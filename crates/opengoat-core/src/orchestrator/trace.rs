use std::sync::Arc;

use chrono::{DateTime, Utc};
use serde::{Deserialize, Serialize};
use uuid::Uuid;

use crate::error::Result;
use crate::paths::{FsPort, HomeLayout};
use crate::routing::RoutingDecision;

use super::types::OrchestrationEvent;

#[derive(Debug, Clone, Serialize, Deserialize)]
#[serde(rename_all = "camelCase")]
pub struct TraceExecution {
    pub provider_id: String,
    pub code: i32,
    pub stdout: String,
    pub stderr: String,
    pub duration_ms: u64,
}

#[derive(Debug, Clone, Serialize, Deserialize)]
#[serde(rename_all = "camelCase")]
pub struct TraceSession {
    pub session_key: String,
    pub session_id: Uuid,
    pub is_new_session: bool,
    pub compaction_applied: bool,
}

#[derive(Debug, Clone, Serialize, Deserialize)]
#[serde(rename_all = "camelCase")]
pub struct RunTrace {
    pub schema_version: u32,
    pub run_id: Uuid,
    pub started_at: DateTime<Utc>,
    pub completed_at: DateTime<Utc>,
    pub entry_agent_id: String,
    pub user_message: String,
    pub routing: Option<RoutingDecision>,
    pub execution: TraceExecution,
    pub session: Option<TraceSession>,
    pub orchestration: Vec<OrchestrationEvent>,
}

/// Write-tempfile-then-rename persistence for `RunTrace` under `runs/`,
/// one file per run, plus operational listing/pruning helpers.
pub struct TraceStore {
    fs: Arc<dyn FsPort>,
    layout: HomeLayout,
}

impl TraceStore {
    pub fn new(fs: Arc<dyn FsPort>, layout: HomeLayout) -> Self {
        Self { fs, layout }
    }

    pub async fn save(&self, trace: &RunTrace) -> Result<std::path::PathBuf> {
        let path = self.layout.run_trace(&trace.run_id.to_string());
        let json = serde_json::to_string_pretty(trace)?;
        self.fs.write_atomic(&path, &json).await?;
        Ok(path)
    }

    pub async fn list_traces(&self) -> Result<Vec<RunTrace>> {
        let mut out = Vec::new();
        for path in self.fs.list_dir(&self.layout.runs_dir()).await? {
            if path.extension().and_then(|e| e.to_str()) != Some("json") {
                continue;
            }
            if let Some(raw) = self.fs.read_to_string(&path).await? {
                out.push(serde_json::from_str(&raw)?);
            }
        }
        out.sort_by(|a: &RunTrace, b: &RunTrace| b.started_at.cmp(&a.started_at));
        Ok(out)
    }

    /// Keeps the `keep_newest` most recent traces, deletes the rest.
    /// Returns how many were pruned.
    pub async fn prune_traces(&self, keep_newest: usize) -> Result<usize> {
        let traces = self.list_traces().await?;
        let mut pruned = 0;
        for trace in traces.into_iter().skip(keep_newest) {
            let path = self.layout.run_trace(&trace.run_id.to_string());
            self.fs.remove_file(&path).await?;
            pruned += 1;
        }
        Ok(pruned)
    }
}
use thiserror::Error;

/// Error kinds surfaced by the core subsystems.
#[derive(Debug, Error)]
pub enum Error {
    #[error("validation error: {0}")]
    Validation(String),

    #[error("not found: {0}")]
    NotFound(String),

    #[error("conflict: {0}")]
    Conflict(String),

    #[error("session busy: {0}")]
    SessionBusy(String),

    #[error(transparent)]
    Provider(#[from] opengoat_llm::Error),

    #[error("io error: {0}")]
    Io(#[from] std::io::Error),

    #[error("serialization error: {0}")]
    Serde(#[from] serde_json::Error),

    #[error("database error: {0}")]
    Db(#[from] sqlx::Error),

    #[error("config error: {0}")]
    Config(#[from] config::ConfigError),

    #[error("operation cancelled")]
    Cancelled,
}

pub type Result<T> = std::result::Result<T, Error>;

________________________________________

• **Exercise prompt**
Extract exactly the leading lines of the data, stopping at and including the line with "pub struct TraceSession".

• **Your solution**
filename crates/opengoat-core/src/orchestrator/trace.rs
use std::sync::Arc;

use chrono::{DateTime, Utc};
use serde::{Deserialize, Serialize};
use uuid::Uuid;

use crate::error::Result;
use crate::paths::{FsPort, HomeLayout};
use crate::routing::RoutingDecision;

use super::types::OrchestrationEvent;

#[derive(Debug, Clone, Serialize, Deserialize)]
#[serde(rename_all = "camelCase")]
pub struct TraceExecution {
    pub provider_id: String,
    pub code: i32,
    pub stdout: String,
    pub stderr: String,
    pub duration_ms: u64,
}

#[derive(Debug, Clone, Serialize, Deserialize)]
#[serde(rename_all = "camelCase")]
pub struct TraceSession {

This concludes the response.